THE PROBLEM:
Only the lines from the start of the entries through the line with "use serde_json::Value;" are wanted; please output them exactly.

(Collected data)

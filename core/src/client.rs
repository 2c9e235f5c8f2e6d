//! Stateless request builder and response parser for REST backends.
//!
//! # Design
//! `RestClient` holds only a `base_url` and the identifier map, and carries
//! no mutable state between calls. `build_request` turns a `DataRequest`
//! into an `HttpRequest`; `parse_response` turns the `HttpResponse` into a
//! `ProviderResult`. Executing the round-trip is left to a `Transport`, so
//! everything here is deterministic and testable without a network.

use serde_json::Value;

use crate::error::{ProviderError, CONTENT_RANGE};
use crate::http::{HttpMethod, HttpRequest, HttpResponse};
use crate::identifier::{with_default_id, IdentifierMap, DEFAULT_ID_FIELD};
use crate::query::list_query;
use crate::types::{DataRequest, ProviderResult};

/// Synchronous, stateless translator between data requests and HTTP.
#[derive(Debug, Clone)]
pub struct RestClient {
    base_url: String,
    identifiers: IdentifierMap,
}

impl RestClient {
    pub fn new(base_url: &str) -> Self {
        Self::with_identifiers(base_url, IdentifierMap::new())
    }

    pub fn with_identifiers(base_url: &str, identifiers: IdentifierMap) -> Self {
        Self {
            base_url: base_url.trim_end_matches('/').to_string(),
            identifiers,
        }
    }

    pub fn base_url(&self) -> &str {
        &self.base_url
    }

    /// Identifier field used for records of `resource`.
    pub fn identifier_field(&self, resource: &str) -> &str {
        self.identifiers.resolve(resource)
    }

    /// URL of a single record.
    pub fn record_url(&self, resource: &str, id: &Value) -> String {
        format!("{}/{resource}/{}", self.base_url, id_segment(id))
    }

    /// Translate `request` into the HTTP call that serves it.
    ///
    /// `GetMany` has no single-call form and fails with
    /// `UnsupportedOperation`; `DataProvider` fans it out instead.
    pub fn build_request(&self, resource: &str, request: &DataRequest) -> Result<HttpRequest, ProviderError> {
        let collection = format!("{}/{resource}", self.base_url);
        let req = match request {
            DataRequest::GetList(params) => HttpRequest::get(with_query(collection, &list_query(params, None))),
            DataRequest::GetManyReference(params) => {
                let query = list_query(&params.list, Some((params.target.as_str(), &params.id)));
                HttpRequest::get(with_query(collection, &query))
            }
            DataRequest::GetOne(params) => HttpRequest::get(self.record_url(resource, &params.id)),
            DataRequest::Update(params) => HttpRequest {
                method: HttpMethod::Put,
                url: self.record_url(resource, &params.id),
                headers: json_headers(),
                body: Some(to_body(&params.data)?),
            },
            DataRequest::Create(params) => HttpRequest {
                method: HttpMethod::Post,
                url: collection,
                headers: json_headers(),
                body: Some(to_body(&params.data)?),
            },
            DataRequest::Delete(params) => HttpRequest {
                method: HttpMethod::Delete,
                url: self.record_url(resource, &params.id),
                headers: Vec::new(),
                body: None,
            },
            DataRequest::GetMany(_) => {
                return Err(ProviderError::UnsupportedOperation(
                    request.operation().to_string(),
                ))
            }
        };
        Ok(req)
    }

    /// Normalize the response to `request` into a `ProviderResult`.
    ///
    /// Every record in `data` carries its identifier under `id`, whatever
    /// the backend calls it. List-style responses must carry
    /// `Content-Range`, whose trailing `/<total>` becomes `total`.
    pub fn parse_response(
        &self,
        resource: &str,
        request: &DataRequest,
        response: HttpResponse,
    ) -> Result<ProviderResult, ProviderError> {
        let field = self.identifier_field(resource);
        let json = response.json().map_err(ProviderError::Deserialization)?;

        let (data, total) = match request {
            DataRequest::GetList(_) | DataRequest::GetManyReference(_) => {
                let total = parse_total(&response)?;
                let items: Vec<Value> = match json {
                    Some(value) => serde_json::from_value(value).map_err(ProviderError::Deserialization)?,
                    None => Vec::new(),
                };
                let data = items.into_iter().map(|item| with_default_id(item, field)).collect();
                (Value::Array(data), Some(total))
            }
            DataRequest::Create(params) => (created_record(&params.data, json.as_ref(), field), None),
            DataRequest::GetOne(_)
            | DataRequest::GetMany(_)
            | DataRequest::Update(_)
            | DataRequest::Delete(_) => {
                let data = json.map(|value| with_default_id(value, field)).unwrap_or(Value::Null);
                (data, None)
            }
        };

        Ok(ProviderResult {
            data,
            total,
            body: Some(response.body),
        })
    }
}

fn json_headers() -> Vec<(String, String)> {
    vec![("content-type".to_string(), "application/json".to_string())]
}

fn to_body(data: &Value) -> Result<String, ProviderError> {
    serde_json::to_string(data).map_err(ProviderError::Serialization)
}

fn with_query(url: String, query: &str) -> String {
    if query.is_empty() {
        url
    } else {
        format!("{url}?{query}")
    }
}

/// Path segment for an identifier: strings verbatim, other scalars as JSON text.
fn id_segment(id: &Value) -> String {
    match id {
        Value::String(s) => s.clone(),
        other => other.to_string(),
    }
}

fn parse_total(response: &HttpResponse) -> Result<u64, ProviderError> {
    let value = response
        .header(CONTENT_RANGE)
        .ok_or(ProviderError::MissingHeader { header: CONTENT_RANGE })?;
    value
        .rsplit('/')
        .next()
        .map(str::trim)
        .and_then(|total| total.parse().ok())
        .ok_or_else(|| ProviderError::InvalidHeader {
            header: CONTENT_RANGE,
            value: value.to_string(),
        })
}

/// The submitted record plus the identifier the backend assigned. The
/// resolved identifier field is preferred, with a literal `id` as fallback.
fn created_record(submitted: &Value, response: Option<&Value>, field: &str) -> Value {
    let assigned = response.and_then(|json| json.get(field).or_else(|| json.get(DEFAULT_ID_FIELD)));
    let mut record = submitted.clone();
    if let (Value::Object(map), Some(id)) = (&mut record, assigned) {
        map.insert(DEFAULT_ID_FIELD.to_string(), id.clone());
    }
    record
}

#[cfg(test)]
mod tests {
    use serde_json::json;

    use super::*;
    use crate::types::{
        CreateParams, DeleteParams, GetManyParams, GetManyReferenceParams, GetOneParams, ListParams,
        Pagination, Sort, UpdateParams,
    };

    fn client() -> RestClient {
        RestClient::with_identifiers(
            "http://localhost:3000",
            IdentifierMap::new().with("comments", "_id"),
        )
    }

    fn list_response(body: &str, content_range: Option<&str>) -> HttpResponse {
        HttpResponse {
            status: 200,
            headers: content_range
                .map(|v| vec![("Content-Range".to_string(), v.to_string())])
                .unwrap_or_default(),
            body: body.to_string(),
        }
    }

    #[test]
    fn build_list_produces_correct_request() {
        let req = client()
            .build_request(
                "posts",
                &DataRequest::GetList(ListParams {
                    filter: Default::default(),
                    sort: Some(Sort::desc("title")),
                    pagination: Some(Pagination {
                        page: 1,
                        per_page: 10,
                    }),
                }),
            )
            .unwrap();
        assert_eq!(req.method, HttpMethod::Get);
        assert_eq!(req.url, "http://localhost:3000/posts?sort=-title&page=0&count=10");
        assert!(req.body.is_none());
        assert!(req.headers.is_empty());
    }

    #[test]
    fn build_list_without_params_has_no_query() {
        let req = client()
            .build_request("posts", &DataRequest::GetList(ListParams::default()))
            .unwrap();
        assert_eq!(req.url, "http://localhost:3000/posts");
    }

    #[test]
    fn build_get_one_produces_correct_request() {
        let req = client()
            .build_request("posts", &DataRequest::GetOne(GetOneParams { id: json!(123) }))
            .unwrap();
        assert_eq!(req.method, HttpMethod::Get);
        assert_eq!(req.url, "http://localhost:3000/posts/123");
    }

    #[test]
    fn build_get_many_reference_filters_by_target() {
        let req = client()
            .build_request(
                "comments",
                &DataRequest::GetManyReference(GetManyReferenceParams {
                    target: "post_id".to_string(),
                    id: json!("p-1"),
                    list: ListParams {
                        sort: Some(Sort::asc("created_at")),
                        ..ListParams::default()
                    },
                }),
            )
            .unwrap();
        assert_eq!(req.method, HttpMethod::Get);
        assert_eq!(req.url, "http://localhost:3000/comments?post_id=p-1&sort=created_at");
    }

    #[test]
    fn build_create_produces_correct_request() {
        let req = client()
            .build_request(
                "posts",
                &DataRequest::Create(CreateParams {
                    data: json!({"title": "Hello"}),
                }),
            )
            .unwrap();
        assert_eq!(req.method, HttpMethod::Post);
        assert_eq!(req.url, "http://localhost:3000/posts");
        assert_eq!(
            req.headers,
            vec![("content-type".to_string(), "application/json".to_string())]
        );
        let body: Value = serde_json::from_str(req.body.as_deref().unwrap()).unwrap();
        assert_eq!(body, json!({"title": "Hello"}));
    }

    #[test]
    fn build_update_produces_correct_request() {
        let req = client()
            .build_request(
                "posts",
                &DataRequest::Update(UpdateParams {
                    id: json!(7),
                    data: json!({"title": "Edited"}),
                }),
            )
            .unwrap();
        assert_eq!(req.method, HttpMethod::Put);
        assert_eq!(req.url, "http://localhost:3000/posts/7");
        let body: Value = serde_json::from_str(req.body.as_deref().unwrap()).unwrap();
        assert_eq!(body["title"], "Edited");
    }

    #[test]
    fn build_delete_produces_correct_request() {
        let req = client()
            .build_request("posts", &DataRequest::Delete(DeleteParams { id: json!("abc") }))
            .unwrap();
        assert_eq!(req.method, HttpMethod::Delete);
        assert_eq!(req.url, "http://localhost:3000/posts/abc");
        assert!(req.body.is_none());
    }

    #[test]
    fn build_get_many_is_not_a_single_request() {
        let err = client()
            .build_request("posts", &DataRequest::GetMany(GetManyParams { ids: vec![json!(1)] }))
            .unwrap_err();
        assert!(matches!(err, ProviderError::UnsupportedOperation(kind) if kind == "GET_MANY"));
    }

    #[test]
    fn parse_list_reads_total_and_copies_identifier() {
        let result = client()
            .parse_response(
                "comments",
                &DataRequest::GetList(ListParams::default()),
                list_response(r#"[{"_id":"a","body":"x"},{"_id":"b","body":"y"}]"#, Some("items 0-9/37")),
            )
            .unwrap();
        assert_eq!(result.total, Some(37));
        assert_eq!(
            result.data,
            json!([
                {"_id": "a", "id": "a", "body": "x"},
                {"_id": "b", "id": "b", "body": "y"}
            ])
        );
    }

    #[test]
    fn parse_list_without_content_range_fails() {
        let err = client()
            .parse_response(
                "posts",
                &DataRequest::GetList(ListParams::default()),
                list_response(r#"[{"id":1}]"#, None),
            )
            .unwrap_err();
        assert!(matches!(err, ProviderError::MissingHeader { header: "Content-Range" }));
    }

    #[test]
    fn parse_list_with_unknown_total_fails() {
        let err = client()
            .parse_response(
                "posts",
                &DataRequest::GetList(ListParams::default()),
                list_response("[]", Some("posts 0-0/*")),
            )
            .unwrap_err();
        assert!(matches!(err, ProviderError::InvalidHeader { .. }));
    }

    #[test]
    fn parse_list_rejects_non_array_body() {
        let err = client()
            .parse_response(
                "posts",
                &DataRequest::GetList(ListParams::default()),
                list_response(r#"{"id":1}"#, Some("posts 0-0/1")),
            )
            .unwrap_err();
        assert!(matches!(err, ProviderError::Deserialization(_)));
    }

    #[test]
    fn parse_get_one_copies_identifier() {
        let result = client()
            .parse_response(
                "comments",
                &DataRequest::GetOne(GetOneParams { id: json!("a") }),
                list_response(r#"{"_id":"a","body":"x"}"#, None),
            )
            .unwrap();
        assert_eq!(result.data["id"], "a");
        assert_eq!(result.data["_id"], "a");
        assert_eq!(result.total, None);
    }

    #[test]
    fn parse_create_merges_assigned_identifier() {
        let result = client()
            .parse_response(
                "posts",
                &DataRequest::Create(CreateParams {
                    data: json!({"title": "Hello"}),
                }),
                list_response(r#"{"id":99,"title":"Hello","created_at":"now"}"#, None),
            )
            .unwrap();
        assert_eq!(result.data, json!({"title": "Hello", "id": 99}));
    }

    #[test]
    fn parse_create_uses_resolved_identifier_field() {
        let result = client()
            .parse_response(
                "comments",
                &DataRequest::Create(CreateParams {
                    data: json!({"body": "First"}),
                }),
                list_response(r#"{"_id":"c-1","body":"First"}"#, None),
            )
            .unwrap();
        assert_eq!(result.data, json!({"body": "First", "id": "c-1"}));
    }

    #[test]
    fn parse_delete_with_empty_body_is_null() {
        let result = client()
            .parse_response(
                "posts",
                &DataRequest::Delete(DeleteParams { id: json!(1) }),
                HttpResponse {
                    status: 204,
                    headers: Vec::new(),
                    body: String::new(),
                },
            )
            .unwrap();
        assert_eq!(result.data, Value::Null);
    }

    #[test]
    fn parse_bad_json() {
        let err = client()
            .parse_response(
                "posts",
                &DataRequest::GetOne(GetOneParams { id: json!(1) }),
                list_response("not json", None),
            )
            .unwrap_err();
        assert!(matches!(err, ProviderError::Deserialization(_)));
    }

    #[test]
    fn trailing_slash_is_stripped() {
        let client = RestClient::new("http://localhost:3000/");
        assert_eq!(client.record_url("posts", &json!(1)), "http://localhost:3000/posts/1");
    }
}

EXERCISE OUTPUT:
filename core/src/client.rs
repository 2c9e235f5c8f2e6d
//! Stateless request builder and response parser for REST backends.
//!
//! # Design
//! `RestClient` holds only a `base_url` and the identifier map, and carries
//! no mutable state between calls. `build_request` turns a `DataRequest`
//! into an `HttpRequest`; `parse_response` turns the `HttpResponse` into a
//! `ProviderResult`. Executing the round-trip is left to a `Transport`, so
//! everything here is deterministic and testable without a network.

use serde_json::Value;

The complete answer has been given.